Manhunt ends with arrest of Missouri man accused of killing 3 people

By the CNN Wire Staff
STORY HIGHLIGHTS
  • Missouri police say that Joshua Maylee shot four people -- three fatally -- at two homes
  • He was arrested Thursday, after appearing on a stranger's doorstep
  • The shootings set off a massive manhunt and led to a lockdown at a large hospital
  • The lone surviving shooting victim called 911, and later identified the suspect

(CNN) -- A Missouri man is behind bars, two days after police said he shot four acquaintances -- killing three of them, but not one woman who managed to call 911 after being left for dead.

Joshua Maylee, 23, appeared on a stranger's doorstep Thursday, asking for help for superficial wounds to his hand and foot. The resident then contacted authorities, who subsequently arrested Maylee "without incident," said Sgt. Robert Bruchsaler of the Mid-Missouri Major Case Squad, a regional law enforcement group.

By Thursday evening, cameras showed Maylee in what appeared to be green hospital scrubs and handcuffs being led by police. He is now in a Calloway County jail, said Bruchsaler.

On Tuesday night, though, Maylee's visits to two other homes in Holts Summit, located about 10 miles north of Jefferson City, were marked by extreme violence, according to police.

He first shot Jeffrey W. Werdehausen, 46, and his 41-year-old wife Gina at their home, authorities said. The husband died, but Gina Werdehausen managed to call 911. Gina Werdehausen later directed police to Maylee, and while hospitalized in stable condition, she is expected to recover.

Eugene Pinet, 48, and Jackie Pinet, 57, were fatally shot -- by Maylee, according to Missouri police -- a few hours later inside their home in the same town.

While Bruchsaler would not specifically comment on the suspect's possible motive, he said, "Every victim was connected to him, from negative dealings in the past."

Maylee left town in a Pontiac Bonneville, which police are still trying to find along with other key pieces of evidence, said Bruchsaler.

The shootings triggered a massive manhunt, and strident warnings from police that Bruchsaler was considered armed and dangerous.

University Hospital in Columbia, as well as the Missouri University School of Medicine and the Sinclair School of Nursing, were locked down around noon Thursday, because authorities believed Maylee might try to get into the hospital. That was called off when word of Maylee's arrest in neighboring Cooper County, near highway 179.

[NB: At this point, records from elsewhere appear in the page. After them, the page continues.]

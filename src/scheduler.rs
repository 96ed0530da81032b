//! The periodic control loop (§4.5): four tasks per tick — advance running
//! jobs, start queued jobs, discover tracker URLs, probe system health.

use std::collections::HashSet;
use std::path::PathBuf;
use std::sync::Arc;
use std::time::Duration;

use crate::config::DaemonConfig;
use crate::engine;
use crate::gpu::GpuProbe;
use crate::job::{end_job, JobStatus};
use crate::notify::Notifier;
use crate::session::SessionRunner;
use crate::store::{JobFilter, Store};

pub struct Scheduler {
    store: Store,
    gpu_probe: Arc<GpuProbe>,
    runner: Arc<dyn SessionRunner>,
    notifier: Arc<Notifier>,
    jobs_root: PathBuf,
    config: DaemonConfig,
    stop: Arc<std::sync::atomic::AtomicBool>,
}

impl Scheduler {
    pub fn new(
        store: Store,
        gpu_probe: Arc<GpuProbe>,
        runner: Arc<dyn SessionRunner>,
        notifier: Arc<Notifier>,
        jobs_root: PathBuf,
        config: DaemonConfig,
    ) -> Self {
        Self {
            store,
            gpu_probe,
            runner,
            notifier,
            jobs_root,
            config,
            stop: Arc::new(std::sync::atomic::AtomicBool::new(false)),
        }
    }

    pub fn stop_handle(&self) -> Arc<std::sync::atomic::AtomicBool> {
        self.stop.clone()
    }

    /// Finalizes running jobs whose session did not survive a restart
    /// (§9 open question: never re-adopt, always finalize as failed).
    pub fn reconcile_orphans(&self) -> crate::error::Result<()> {
        let running = self.store.list_jobs(&JobFilter {
            status: Some(JobStatus::Running),
            ..Default::default()
        })?;
        for job in running {
            let alive = job
                .screen_session_name
                .as_deref()
                .map(|n| self.runner.is_alive(n))
                .unwrap_or(false);
            if alive {
                continue;
            }
            let mut orphaned = job.clone();
            orphaned.status = JobStatus::Failed;
            orphaned.completed_at = Some(crate::util::now_secs());
            orphaned.error_message = Some("orphaned by restart".to_string());
            self.store.update_job(&orphaned)?;
            engine::cleanup_job(&self.jobs_root, &orphaned).ok();
            tracing::warn!(job_id = %orphaned.id, "finalized orphaned job on startup");
        }
        Ok(())
    }

    pub async fn run(self: Arc<Self>) {
        let mut interval = tokio::time::interval(Duration::from_secs(self.config.refresh_rate_secs));
        loop {
            interval.tick().await;
            if self.stop.load(std::sync::atomic::Ordering::SeqCst) {
                break;
            }
            self.tick().await;
        }
    }

    async fn tick(self: &Arc<Self>) {
        let call_timeout = Duration::from_secs(self.config.call_timeout_secs);
        let (advance, start, tracker, health) = tokio::join!(
            run_bounded(call_timeout, "advance_running", {
                let this = self.clone();
                async move { this.advance_running().await }
            }),
            run_bounded(call_timeout, "start_queued", {
                let this = self.clone();
                async move { this.start_queued().await }
            }),
            run_bounded(call_timeout, "discover_tracker_urls", {
                let this = self.clone();
                async move { this.discover_tracker_urls().await }
            }),
            run_bounded(call_timeout, "system_health", {
                let this = self.clone();
                async move { this.system_health().await }
            }),
        );
        for (name, result) in [
            ("advance_running", advance),
            ("start_queued", start),
            ("discover_tracker_urls", tracker),
            ("system_health", health),
        ] {
            if let Err(e) = result {
                tracing::error!(task = name, error = %e, "scheduler task failed");
            }
        }
    }

    /// Task 1: observe exited/killed sessions, finalize, notify, clean up.
    async fn advance_running(&self) -> crate::error::Result<()> {
        let running = self.store.list_jobs(&JobFilter {
            status: Some(JobStatus::Running),
            ..Default::default()
        })?;
        for job in running {
            let alive = job
                .screen_session_name
                .as_deref()
                .map(|n| self.runner.is_alive(n))
                .unwrap_or(false);

            if alive && !job.marked_for_kill {
                continue;
            }

            if job.marked_for_kill && alive {
                engine::kill_job(self.runner.as_ref(), &job)?;
            }

            let log = engine::read_output_log(&self.jobs_root, &job).unwrap_or_default();
            let ended = end_job(&job, job.marked_for_kill, &log)?;

            if ended.output_file.is_some() && ended.status == JobStatus::Completed {
                if let Err(e) = engine::stage_output_file(&self.jobs_root, &ended) {
                    tracing::warn!(job_id = %ended.id, error = %e, "failed to stage output_file");
                }
            }
            engine::cleanup_job(&self.jobs_root, &ended).ok();

            self.store.update_job(&ended)?;
            self.notifier.notify_terminal(&ended).await;
        }
        Ok(())
    }

    /// Task 2: allocate GPUs and start at most one queued job this tick.
    async fn start_queued(&self) -> crate::error::Result<()> {
        let running = self.store.list_jobs(&JobFilter {
            status: Some(JobStatus::Running),
            ..Default::default()
        })?;
        let busy = engine::busy_gpus(&running);
        let blacklist = self.store.list_blacklist()?;

        let queued = self.store.list_jobs(&JobFilter {
            status: Some(JobStatus::Queued),
            ..Default::default()
        })?;

        for job in queued {
            let free = self
                .gpu_probe
                .available_indices(
                    &blacklist,
                    &busy,
                    job.ignore_blacklist,
                    self.config.gpus.as_deref(),
                )
                .map_err(|e| crate::error::NexusError::Internal(e.to_string()))?;
            let free: HashSet<u32> = free.into_iter().collect();

            let chosen = match self.pending_pinned_gpus(&job) {
                Some(pinned) => {
                    if pinned.iter().all(|g| free.contains(g)) {
                        Some(pinned)
                    } else {
                        None
                    }
                }
                None => {
                    if free.len() as u32 >= job.num_gpus {
                        let mut sorted: Vec<u32> = free.into_iter().collect();
                        sorted.sort_unstable();
                        Some(sorted.into_iter().take(job.num_gpus as usize).collect())
                    } else {
                        None
                    }
                }
            };

            let Some(gpus) = chosen else { continue };

            let mut started = engine::start_job(&self.store, self.runner.as_ref(), &self.jobs_root, &job, &gpus);
            if started.status == JobStatus::Running {
                let message_ids = self.notifier.notify_started(&started).await;
                started.notification_messages.extend(message_ids);
                self.store.update_job(&started)?;
            } else {
                self.store.update_job(&started)?;
                self.notifier.notify_terminal(&started).await;
            }
            // Only one job starts per tick (§4.5 task 2).
            break;
        }
        Ok(())
    }

    /// Requested pinned GPUs for a still-queued job (§3 `requested_gpu_idxs`,
    /// carried from submission until the job actually starts running).
    fn pending_pinned_gpus(&self, job: &crate::job::Job) -> Option<Vec<u32>> {
        job.requested_gpu_idxs.clone()
    }

    /// Task 3: probe for tracker URLs (e.g. wandb) under each running job's
    /// directory; amend any already-sent notification with the discovered URL.
    async fn discover_tracker_urls(&self) -> crate::error::Result<()> {
        let running = self.store.list_jobs(&JobFilter {
            status: Some(JobStatus::Running),
            ..Default::default()
        })?;
        let now = crate::util::now_secs();
        for job in running {
            if !job.search_wandb || job.wandb_url.is_some() {
                continue;
            }
            let age = now - job.started_at.unwrap_or(now);
            if age > self.config.wandb_discovery_cap_secs as f64 {
                continue;
            }
            let Some(dir) = &job.dir else { continue };
            if let Some(url) = probe_wandb_url(dir) {
                let mut updated = job.clone();
                updated.wandb_url = Some(url.clone());
                self.store.update_job(&updated)?;
                self.notifier.notify_tracker_url(&updated, &url).await;
            }
        }
        Ok(())
    }

    /// Task 4: purely observational resource sampling.
    async fn system_health(&self) -> crate::error::Result<()> {
        let sample = crate::health::sample();
        if sample.mem_used_pct > 0.9 {
            tracing::warn!(pct = sample.mem_used_pct, "memory usage high");
        }
        if sample.disk_used_pct > 0.9 {
            tracing::warn!(pct = sample.disk_used_pct, "disk usage high");
        }
        Ok(())
    }
}

async fn run_bounded<F>(timeout: Duration, name: &'static str, fut: F) -> crate::error::Result<()>
where
    F: std::future::Future<Output = crate::error::Result<()>>,
{
    match tokio::time::timeout(timeout, fut).await {
        Ok(result) => result,
        Err(_) => {
            tracing::warn!(task = name, "scheduler task exceeded call timeout");
            Ok(())
        }
    }
}

/// Looks for a `wandb`-style run directory under the job's extracted source
/// tree and reads the URL out of its metadata file, if present.
fn probe_wandb_url(job_dir: &std::path::Path) -> Option<String> {
    let wandb_dir = job_dir.join("repo").join("wandb").join("latest-run");
    let meta_path = wandb_dir.join("files").join("wandb-metadata.json");
    let contents = std::fs::read_to_string(meta_path).ok()?;
    let value: serde_json::Value = serde_json::from_str(&contents).ok()?;
    value
        .get("url")
        .and_then(|v| v.as_str())
        .map(|s| s.to_string())
}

Prior to Maylee's capture, Bruchsaler said that "the victims were targeted" and encouraged anyone who'd had any negative dealings with him to "pack up your family and leave the area," according to CNN affiliate KSDK.

His relatively peaceful arrest -- with Maylee giving his name to Cooper County police when they arrived, just before his arrest -- was a surprise to authorities.

"It's not as what was expected," said Bruchsaler.